* THE PROBLEM *
Some lines in the records below may hold the word "before"; give the number of those lines and nothing else.

* EXTRACTED MATERIAL *
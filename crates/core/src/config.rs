//! Configuration types shared across crates.

use serde::{Deserialize, Serialize};
use std::path::PathBuf;
use std::time::Duration;

/// Server configuration.
#[derive(Clone, Debug, Serialize, Deserialize)]
pub struct ServerConfig {
    /// Bind address (e.g., "0.0.0.0:7445").
    #[serde(default = "default_bind")]
    pub bind: String,
    /// Maximum accepted request body size in bytes for multipart uploads.
    #[serde(default = "default_max_upload_size")]
    pub max_upload_size: u64,
    /// Header carrying the caller identity, set by a trusted front proxy.
    /// Requests without it are anonymous.
    #[serde(default = "default_identity_header")]
    pub identity_header: String,
    /// Enable request tracing.
    #[serde(default)]
    pub enable_tracing: bool,
}

fn default_bind() -> String {
    "127.0.0.1:7445".to_string()
}

fn default_max_upload_size() -> u64 {
    10 * 1024 * 1024 * 1024 // 10 GiB
}

fn default_identity_header() -> String {
    "x-shoal-user".to_string()
}

impl Default for ServerConfig {
    fn default() -> Self {
        Self {
            bind: default_bind(),
            max_upload_size: default_max_upload_size(),
            identity_header: default_identity_header(),
            enable_tracing: false,
        }
    }
}

impl ServerConfig {
    /// Validate server configuration invariants.
    pub fn validate(&self) -> Result<(), String> {
        if self.identity_header.trim().is_empty() {
            return Err("server.identity_header cannot be empty".to_string());
        }
        if self.max_upload_size == 0 {
            return Err("server.max_upload_size cannot be 0".to_string());
        }
        Ok(())
    }
}

/// Storage backend configuration.
#[derive(Clone, Debug, Serialize, Deserialize)]
#[serde(tag = "type", rename_all = "lowercase")]
pub enum StorageConfig {
    /// Local filesystem storage.
    Filesystem {
        /// Root directory for node directories.
        path: PathBuf,
        /// Directory for in-flight uploads. Defaults to `<path>/tmp`.
        #[serde(default)]
        temp_dir: Option<PathBuf>,
    },
}

impl Default for StorageConfig {
    fn default() -> Self {
        Self::Filesystem {
            path: PathBuf::from("./data/nodes"),
            temp_dir: None,
        }
    }
}

impl StorageConfig {
    /// Validate storage configuration invariants.
    pub fn validate(&self) -> Result<(), String> {
        match self {
            StorageConfig::Filesystem { path, .. } => {
                if path.as_os_str().is_empty() {
                    return Err("storage.path cannot be empty".to_string());
                }
                Ok(())
            }
        }
    }

    /// Directory used for staging uploaded files before they are ingested.
    pub fn temp_dir(&self) -> PathBuf {
        match self {
            StorageConfig::Filesystem { path, temp_dir } => {
                temp_dir.clone().unwrap_or_else(|| path.join("tmp"))
            }
        }
    }
}

/// Metadata store configuration.
#[derive(Clone, Debug, Serialize, Deserialize)]
#[serde(tag = "type", rename_all = "lowercase")]
pub enum MetadataConfig {
    /// SQLite document store.
    Sqlite {
        /// Database file path.
        path: PathBuf,
        /// Query timeout in seconds (advisory only - SQLite cannot force-cancel queries).
        #[serde(default = "default_sqlite_query_timeout_secs")]
        query_timeout_secs: Option<u64>,
    },
}

fn default_sqlite_query_timeout_secs() -> Option<u64> {
    Some(600) // 10 minutes (advisory only)
}

impl Default for MetadataConfig {
    fn default() -> Self {
        Self::Sqlite {
            path: PathBuf::from("./data/metadata.db"),
            query_timeout_secs: default_sqlite_query_timeout_secs(),
        }
    }
}

/// Node behaviour configuration.
#[derive(Clone, Debug, Serialize, Deserialize)]
pub struct NodeConfig {
    /// Chunk size for the virtual `size` index and the chunk-record indexer.
    #[serde(default = "default_chunk_size")]
    pub chunk_size: u64,
    /// Revision history cap. Negative keeps every revision, zero disables history.
    #[serde(default = "default_max_revisions")]
    pub max_revisions: i64,
    /// Prefixes under which server-local files may be ingested with `path`.
    /// Empty disables path ingestion.
    #[serde(default)]
    pub local_paths: Vec<PathBuf>,
    /// Timeout for `upload_url` fetches in seconds.
    #[serde(default = "default_url_fetch_timeout_secs")]
    pub url_fetch_timeout_secs: u64,
    /// samtools binary used to build `bai` indexes.
    #[serde(default = "default_samtools")]
    pub samtools: PathBuf,
}

fn default_chunk_size() -> u64 {
    crate::DEFAULT_CHUNK_SIZE
}

fn default_max_revisions() -> i64 {
    3
}

fn default_url_fetch_timeout_secs() -> u64 {
    300
}

fn default_samtools() -> PathBuf {
    PathBuf::from("samtools")
}

impl Default for NodeConfig {
    fn default() -> Self {
        Self {
            chunk_size: default_chunk_size(),
            max_revisions: default_max_revisions(),
            local_paths: Vec::new(),
            url_fetch_timeout_secs: default_url_fetch_timeout_secs(),
            samtools: default_samtools(),
        }
    }
}

impl NodeConfig {
    /// Validate node configuration.
    pub fn validate(&self) -> Result<(), String> {
        if self.chunk_size == 0 {
            return Err("node.chunk_size cannot be 0".to_string());
        }
        if let Some(relative) = self.local_paths.iter().find(|p| !p.is_absolute()) {
            return Err(format!(
                "node.local_paths entries must be absolute, got {}",
                relative.display()
            ));
        }
        Ok(())
    }

    /// Get the URL fetch timeout as a Duration.
    pub fn url_fetch_timeout(&self) -> Duration {
        Duration::from_secs(self.url_fetch_timeout_secs)
    }
}

/// Lock manager configuration.
#[derive(Clone, Debug, Serialize, Deserialize)]
pub struct LockConfig {
    /// How long a mutation waits for a node lock before failing.
    #[serde(default = "default_node_lock_timeout_secs")]
    pub node_lock_timeout_secs: u64,
    /// Idle node lock slots older than this are swept.
    #[serde(default = "default_node_max_age_hours")]
    pub node_max_age_hours: u64,
    /// File locks older than this are swept.
    #[serde(default = "default_file_max_age_hours")]
    pub file_max_age_hours: u64,
    /// Index locks older than this are swept.
    #[serde(default = "default_index_max_age_hours")]
    pub index_max_age_hours: u64,
}

fn default_node_lock_timeout_secs() -> u64 {
    1800 // 30 minutes
}

fn default_node_max_age_hours() -> u64 {
    1
}

fn default_file_max_age_hours() -> u64 {
    6
}

fn default_index_max_age_hours() -> u64 {
    6
}

impl Default for LockConfig {
    fn default() -> Self {
        Self {
            node_lock_timeout_secs: default_node_lock_timeout_secs(),
            node_max_age_hours: default_node_max_age_hours(),
            file_max_age_hours: default_file_max_age_hours(),
            index_max_age_hours: default_index_max_age_hours(),
        }
    }
}

impl LockConfig {
    /// Get the node lock timeout as a Duration.
    pub fn node_lock_timeout(&self) -> Duration {
        Duration::from_secs(self.node_lock_timeout_secs)
    }

    /// Validate lock configuration.
    pub fn validate(&self) -> Result<(), String> {
        if self.node_lock_timeout_secs == 0 {
            return Err("locks.node_lock_timeout_secs cannot be 0".to_string());
        }
        Ok(())
    }
}

/// Background reaper configuration (expired nodes and stale locks).
#[derive(Clone, Debug, Serialize, Deserialize)]
pub struct ReaperConfig {
    /// Run the reaper loop.
    #[serde(default = "default_reaper_enabled")]
    pub enabled: bool,
    /// Interval in seconds between reaper runs (default: 1 hour).
    #[serde(default = "default_reaper_interval_secs")]
    pub interval_secs: u64,
}

fn default_reaper_enabled() -> bool {
    true
}

fn default_reaper_interval_secs() -> u64 {
    3600
}

impl Default for ReaperConfig {
    fn default() -> Self {
        Self {
            enabled: default_reaper_enabled(),
            interval_secs: default_reaper_interval_secs(),
        }
    }
}

impl ReaperConfig {
    /// Get the reaper interval as a Duration.
    pub fn interval(&self) -> Duration {
        Duration::from_secs(self.interval_secs)
    }

    /// Validate reaper configuration.
    pub fn validate(&self) -> Result<(), String> {
        // tokio::time::interval panics on a zero period
        if self.enabled && self.interval_secs == 0 {
            return Err("reaper.interval_secs cannot be 0 when the reaper is enabled".to_string());
        }
        Ok(())
    }
}

/// Complete application configuration.
#[derive(Clone, Debug, Default, Serialize, Deserialize)]
pub struct AppConfig {
    /// Server configuration.
    #[serde(default)]
    pub server: ServerConfig,
    /// Storage backend configuration.
    #[serde(default)]
    pub storage: StorageConfig,
    /// Metadata store configuration.
    #[serde(default)]
    pub metadata: MetadataConfig,
    /// Node behaviour.
    #[serde(default)]
    pub node: NodeConfig,
    /// Lock manager.
    #[serde(default)]
    pub locks: LockConfig,
    /// Expiration and lock sweeps.
    #[serde(default)]
    pub reaper: ReaperConfig,
}

impl AppConfig {
    /// Create a test configuration rooted at `root`.
    ///
    /// **For testing only.** Disables the reaper and shortens the node lock timeout.
    pub fn for_testing(root: impl Into<PathBuf>) -> Self {
        let root = root.into();
        Self {
            server: ServerConfig::default(),
            storage: StorageConfig::Filesystem {
                path: root.join("nodes"),
                temp_dir: Some(root.join("tmp")),
            },
            metadata: MetadataConfig::Sqlite {
                path: root.join("metadata.db"),
                query_timeout_secs: None,
            },
            node: NodeConfig::default(),
            locks: LockConfig {
                node_lock_timeout_secs: 5,
                ..LockConfig::default()
            },
            reaper: ReaperConfig {
                enabled: false,
                ..ReaperConfig::default()
            },
        }
    }

    /// Validate every section.
    pub fn validate(&self) -> Result<(), String> {
        self.server.validate()?;
        self.storage.validate()?;
        self.node.validate()?;
        self.locks.validate()?;
        self.reaper.validate()?;
        Ok(())
    }
}

#[cfg(test)]
mod tests {
    use super::*;

    #[test]
    fn test_node_config_defaults() {
        let config = NodeConfig::default();
        assert_eq!(config.chunk_size, 1048576);
        assert_eq!(config.max_revisions, 3);
        assert!(config.local_paths.is_empty());
    }

    #[test]
    fn test_lock_config_defaults_to_thirty_minutes() {
        let config = LockConfig::default();
        assert_eq!(config.node_lock_timeout(), Duration::from_secs(30 * 60));
        assert_eq!(config.node_max_age_hours, 1);
        assert_eq!(config.file_max_age_hours, 6);
        assert_eq!(config.index_max_age_hours, 6);
    }

    #[test]
    fn test_app_config_deserialize_partial() {
        let json = r#"{"node": {"max_revisions": -1}, "storage": {"type": "filesystem", "path": "/srv/nodes"}}"#;
        let config: AppConfig = serde_json::from_str(json).unwrap();
        assert_eq!(config.node.max_revisions, -1);
        assert_eq!(config.node.chunk_size, 1048576);
        assert_eq!(config.storage.temp_dir(), PathBuf::from("/srv/nodes/tmp"));
        assert!(config.validate().is_ok());
    }

    #[test]
    fn test_validate_rejects_relative_local_paths() {
        let mut config = AppConfig::default();
        config.node.local_paths = vec![PathBuf::from("relative/dir")];
        assert!(config.validate().is_err());
    }

    #[test]
    fn test_validate_rejects_zero_reaper_interval() {
        let mut config = AppConfig::default();
        config.reaper.interval_secs = 0;
        assert!(config.validate().is_err());
        config.reaper.enabled = false;
        assert!(config.validate().is_ok());
    }
}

* EXERCISE ANSWER *
2